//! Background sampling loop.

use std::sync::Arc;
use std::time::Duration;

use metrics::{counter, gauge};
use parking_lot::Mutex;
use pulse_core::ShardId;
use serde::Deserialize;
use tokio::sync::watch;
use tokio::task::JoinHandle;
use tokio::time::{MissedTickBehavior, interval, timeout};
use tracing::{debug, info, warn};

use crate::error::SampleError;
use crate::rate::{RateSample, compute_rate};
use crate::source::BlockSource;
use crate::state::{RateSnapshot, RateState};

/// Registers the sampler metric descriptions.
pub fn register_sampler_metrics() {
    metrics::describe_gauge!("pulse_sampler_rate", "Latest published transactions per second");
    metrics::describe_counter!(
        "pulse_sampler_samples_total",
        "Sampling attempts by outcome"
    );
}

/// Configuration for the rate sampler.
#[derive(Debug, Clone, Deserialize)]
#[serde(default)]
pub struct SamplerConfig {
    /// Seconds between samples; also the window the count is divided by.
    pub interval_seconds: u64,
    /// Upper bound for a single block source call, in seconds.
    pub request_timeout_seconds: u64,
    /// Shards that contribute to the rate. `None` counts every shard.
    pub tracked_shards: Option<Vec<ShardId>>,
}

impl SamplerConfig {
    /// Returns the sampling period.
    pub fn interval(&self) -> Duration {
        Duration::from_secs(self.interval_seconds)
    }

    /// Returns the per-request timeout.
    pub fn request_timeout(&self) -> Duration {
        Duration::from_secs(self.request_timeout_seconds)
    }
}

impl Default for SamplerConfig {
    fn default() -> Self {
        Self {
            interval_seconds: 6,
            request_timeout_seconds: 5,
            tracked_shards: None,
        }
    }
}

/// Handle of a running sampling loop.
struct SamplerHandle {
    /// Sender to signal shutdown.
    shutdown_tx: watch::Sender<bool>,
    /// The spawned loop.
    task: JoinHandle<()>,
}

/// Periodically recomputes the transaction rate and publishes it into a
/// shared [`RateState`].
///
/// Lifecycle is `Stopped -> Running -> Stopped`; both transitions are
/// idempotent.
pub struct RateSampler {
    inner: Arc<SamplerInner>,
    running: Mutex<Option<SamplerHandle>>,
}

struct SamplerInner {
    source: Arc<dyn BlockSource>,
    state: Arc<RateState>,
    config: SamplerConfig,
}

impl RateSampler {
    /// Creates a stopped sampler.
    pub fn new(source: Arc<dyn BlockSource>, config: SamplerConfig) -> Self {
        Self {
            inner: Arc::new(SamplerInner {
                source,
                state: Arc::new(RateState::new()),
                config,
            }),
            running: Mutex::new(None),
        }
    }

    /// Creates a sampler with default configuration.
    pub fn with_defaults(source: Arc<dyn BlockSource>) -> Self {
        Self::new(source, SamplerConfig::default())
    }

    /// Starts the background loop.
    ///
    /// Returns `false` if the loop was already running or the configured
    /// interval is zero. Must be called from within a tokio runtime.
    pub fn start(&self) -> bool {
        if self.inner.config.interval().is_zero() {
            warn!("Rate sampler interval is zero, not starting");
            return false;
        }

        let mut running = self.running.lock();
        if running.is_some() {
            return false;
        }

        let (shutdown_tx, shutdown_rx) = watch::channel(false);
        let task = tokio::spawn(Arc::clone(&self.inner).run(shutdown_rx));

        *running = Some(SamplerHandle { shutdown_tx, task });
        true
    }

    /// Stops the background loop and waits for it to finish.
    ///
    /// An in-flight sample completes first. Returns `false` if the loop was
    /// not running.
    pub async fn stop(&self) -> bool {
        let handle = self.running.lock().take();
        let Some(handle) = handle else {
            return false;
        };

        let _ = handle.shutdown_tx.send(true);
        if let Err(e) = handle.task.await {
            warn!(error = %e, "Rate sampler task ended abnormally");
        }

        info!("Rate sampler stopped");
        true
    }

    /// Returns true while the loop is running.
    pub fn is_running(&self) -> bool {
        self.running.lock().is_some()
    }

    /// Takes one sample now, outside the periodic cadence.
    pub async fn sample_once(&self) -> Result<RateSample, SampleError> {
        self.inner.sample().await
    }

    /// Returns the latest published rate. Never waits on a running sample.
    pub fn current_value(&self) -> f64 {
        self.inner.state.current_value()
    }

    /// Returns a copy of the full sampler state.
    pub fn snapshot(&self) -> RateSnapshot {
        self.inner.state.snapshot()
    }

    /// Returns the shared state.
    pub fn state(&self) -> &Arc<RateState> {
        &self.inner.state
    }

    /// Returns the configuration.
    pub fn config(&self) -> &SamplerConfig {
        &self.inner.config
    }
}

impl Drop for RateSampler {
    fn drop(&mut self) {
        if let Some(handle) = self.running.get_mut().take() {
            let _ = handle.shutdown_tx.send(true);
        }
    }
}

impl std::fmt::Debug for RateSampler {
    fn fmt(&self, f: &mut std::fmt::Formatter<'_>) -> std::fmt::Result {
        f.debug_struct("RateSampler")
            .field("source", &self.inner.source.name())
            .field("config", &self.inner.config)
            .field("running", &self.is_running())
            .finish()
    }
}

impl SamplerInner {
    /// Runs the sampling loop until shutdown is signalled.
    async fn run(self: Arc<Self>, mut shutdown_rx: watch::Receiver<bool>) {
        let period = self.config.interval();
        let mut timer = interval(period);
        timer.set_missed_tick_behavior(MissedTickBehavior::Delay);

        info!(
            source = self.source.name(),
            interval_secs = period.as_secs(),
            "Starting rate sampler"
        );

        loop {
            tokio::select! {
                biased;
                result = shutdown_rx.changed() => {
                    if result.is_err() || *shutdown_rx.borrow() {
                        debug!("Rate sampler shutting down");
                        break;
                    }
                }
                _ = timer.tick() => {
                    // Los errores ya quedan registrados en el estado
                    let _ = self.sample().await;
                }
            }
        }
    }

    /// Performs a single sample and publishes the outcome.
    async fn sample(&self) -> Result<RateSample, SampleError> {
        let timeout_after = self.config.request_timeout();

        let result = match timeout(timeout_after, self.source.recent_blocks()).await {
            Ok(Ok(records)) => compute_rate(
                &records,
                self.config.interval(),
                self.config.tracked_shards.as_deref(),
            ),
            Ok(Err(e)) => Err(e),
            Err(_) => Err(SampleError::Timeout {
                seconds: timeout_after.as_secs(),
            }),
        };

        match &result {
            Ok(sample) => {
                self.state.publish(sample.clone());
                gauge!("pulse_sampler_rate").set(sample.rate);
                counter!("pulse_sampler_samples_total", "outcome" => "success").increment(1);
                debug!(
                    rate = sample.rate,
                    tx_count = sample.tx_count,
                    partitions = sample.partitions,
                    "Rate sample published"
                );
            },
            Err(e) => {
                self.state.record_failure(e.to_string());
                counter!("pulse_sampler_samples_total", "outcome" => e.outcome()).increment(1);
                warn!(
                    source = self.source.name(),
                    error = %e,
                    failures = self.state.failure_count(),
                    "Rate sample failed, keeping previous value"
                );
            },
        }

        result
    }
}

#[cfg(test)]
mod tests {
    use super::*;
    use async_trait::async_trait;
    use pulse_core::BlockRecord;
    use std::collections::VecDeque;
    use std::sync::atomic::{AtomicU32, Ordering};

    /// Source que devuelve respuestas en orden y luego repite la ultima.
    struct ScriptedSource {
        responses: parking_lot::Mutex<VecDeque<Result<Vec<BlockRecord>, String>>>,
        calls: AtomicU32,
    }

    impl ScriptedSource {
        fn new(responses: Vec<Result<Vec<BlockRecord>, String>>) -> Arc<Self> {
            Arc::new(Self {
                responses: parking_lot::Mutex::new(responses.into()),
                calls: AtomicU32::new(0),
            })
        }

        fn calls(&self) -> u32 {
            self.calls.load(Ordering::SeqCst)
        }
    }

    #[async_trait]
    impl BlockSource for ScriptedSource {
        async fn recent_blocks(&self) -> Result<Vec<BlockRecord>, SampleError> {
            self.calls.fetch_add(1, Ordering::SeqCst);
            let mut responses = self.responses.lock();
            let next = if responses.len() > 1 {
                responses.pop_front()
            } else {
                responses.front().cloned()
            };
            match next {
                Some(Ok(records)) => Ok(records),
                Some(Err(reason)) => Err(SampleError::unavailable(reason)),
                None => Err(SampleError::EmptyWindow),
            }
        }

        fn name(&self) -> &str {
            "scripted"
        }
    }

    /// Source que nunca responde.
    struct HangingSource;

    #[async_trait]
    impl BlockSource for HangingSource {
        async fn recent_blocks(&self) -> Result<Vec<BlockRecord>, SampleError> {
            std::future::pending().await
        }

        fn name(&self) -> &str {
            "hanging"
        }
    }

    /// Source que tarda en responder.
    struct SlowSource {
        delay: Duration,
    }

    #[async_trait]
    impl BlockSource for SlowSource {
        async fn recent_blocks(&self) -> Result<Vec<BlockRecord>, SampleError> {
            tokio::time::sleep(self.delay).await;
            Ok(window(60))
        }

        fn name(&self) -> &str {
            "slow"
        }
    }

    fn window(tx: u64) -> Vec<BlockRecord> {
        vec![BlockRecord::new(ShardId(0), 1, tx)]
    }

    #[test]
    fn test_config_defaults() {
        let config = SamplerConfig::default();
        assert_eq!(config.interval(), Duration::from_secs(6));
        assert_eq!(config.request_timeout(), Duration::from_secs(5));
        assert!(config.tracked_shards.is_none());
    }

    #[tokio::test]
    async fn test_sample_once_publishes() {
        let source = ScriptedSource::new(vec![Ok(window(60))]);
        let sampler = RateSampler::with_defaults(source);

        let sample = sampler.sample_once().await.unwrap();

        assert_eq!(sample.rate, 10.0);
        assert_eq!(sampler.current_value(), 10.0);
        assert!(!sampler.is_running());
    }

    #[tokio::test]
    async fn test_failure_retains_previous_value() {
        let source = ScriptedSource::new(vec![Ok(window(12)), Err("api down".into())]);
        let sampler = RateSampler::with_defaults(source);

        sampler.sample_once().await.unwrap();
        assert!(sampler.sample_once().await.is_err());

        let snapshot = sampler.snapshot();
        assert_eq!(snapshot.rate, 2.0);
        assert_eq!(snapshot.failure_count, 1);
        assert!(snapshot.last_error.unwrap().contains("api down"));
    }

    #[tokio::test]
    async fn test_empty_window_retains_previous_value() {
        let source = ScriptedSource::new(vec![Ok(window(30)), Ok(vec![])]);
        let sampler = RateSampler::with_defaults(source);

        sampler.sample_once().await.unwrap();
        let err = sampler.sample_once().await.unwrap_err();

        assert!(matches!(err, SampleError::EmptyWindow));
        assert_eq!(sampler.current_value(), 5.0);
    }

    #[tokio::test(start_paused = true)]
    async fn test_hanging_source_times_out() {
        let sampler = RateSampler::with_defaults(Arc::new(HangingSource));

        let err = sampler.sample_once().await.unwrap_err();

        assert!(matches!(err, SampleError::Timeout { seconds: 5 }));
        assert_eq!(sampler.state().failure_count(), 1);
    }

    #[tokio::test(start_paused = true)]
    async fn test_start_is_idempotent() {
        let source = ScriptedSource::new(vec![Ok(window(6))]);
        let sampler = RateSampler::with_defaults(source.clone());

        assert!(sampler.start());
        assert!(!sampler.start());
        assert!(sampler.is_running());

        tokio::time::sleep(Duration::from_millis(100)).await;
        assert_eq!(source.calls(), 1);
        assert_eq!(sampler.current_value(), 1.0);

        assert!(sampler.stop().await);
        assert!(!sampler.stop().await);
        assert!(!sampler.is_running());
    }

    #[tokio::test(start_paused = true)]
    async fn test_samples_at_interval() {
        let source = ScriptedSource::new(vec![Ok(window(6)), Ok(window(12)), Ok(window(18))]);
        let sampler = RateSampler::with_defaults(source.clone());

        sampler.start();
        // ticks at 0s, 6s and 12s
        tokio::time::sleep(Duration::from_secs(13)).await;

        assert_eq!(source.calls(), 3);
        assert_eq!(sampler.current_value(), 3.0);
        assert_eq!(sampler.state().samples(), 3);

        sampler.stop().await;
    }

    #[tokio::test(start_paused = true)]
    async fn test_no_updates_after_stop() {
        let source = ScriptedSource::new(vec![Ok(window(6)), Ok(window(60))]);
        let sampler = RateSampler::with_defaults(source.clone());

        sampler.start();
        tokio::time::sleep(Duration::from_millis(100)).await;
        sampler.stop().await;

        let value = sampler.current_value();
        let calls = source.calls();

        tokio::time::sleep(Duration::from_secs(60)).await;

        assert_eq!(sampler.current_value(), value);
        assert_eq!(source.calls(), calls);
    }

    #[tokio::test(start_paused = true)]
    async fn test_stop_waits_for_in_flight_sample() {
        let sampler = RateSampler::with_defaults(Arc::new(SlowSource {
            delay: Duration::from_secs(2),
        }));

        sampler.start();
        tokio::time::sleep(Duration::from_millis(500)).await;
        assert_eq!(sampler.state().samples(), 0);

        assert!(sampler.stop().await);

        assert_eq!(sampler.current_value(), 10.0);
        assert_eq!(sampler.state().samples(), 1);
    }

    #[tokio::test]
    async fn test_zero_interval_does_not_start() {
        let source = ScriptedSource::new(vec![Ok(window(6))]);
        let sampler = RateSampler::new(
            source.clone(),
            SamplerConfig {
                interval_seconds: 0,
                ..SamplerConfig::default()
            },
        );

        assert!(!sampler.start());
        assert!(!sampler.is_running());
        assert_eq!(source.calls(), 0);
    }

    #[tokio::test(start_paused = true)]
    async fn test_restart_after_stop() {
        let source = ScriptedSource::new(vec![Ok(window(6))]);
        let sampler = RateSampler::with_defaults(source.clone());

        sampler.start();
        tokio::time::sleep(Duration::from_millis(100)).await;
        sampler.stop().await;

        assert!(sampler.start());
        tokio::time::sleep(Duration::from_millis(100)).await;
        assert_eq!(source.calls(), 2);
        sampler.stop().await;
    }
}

EXERCISE AIM: Write out each line above containing "SamplerConfig".

OUTPUT BELOW:
pub struct SamplerConfig {
impl SamplerConfig {
impl Default for SamplerConfig {
    config: SamplerConfig,
    pub fn new(source: Arc<dyn BlockSource>, config: SamplerConfig) -> Self {
        Self::new(source, SamplerConfig::default())
    pub fn config(&self) -> &SamplerConfig {
        let config = SamplerConfig::default();
            SamplerConfig {
                ..SamplerConfig::default()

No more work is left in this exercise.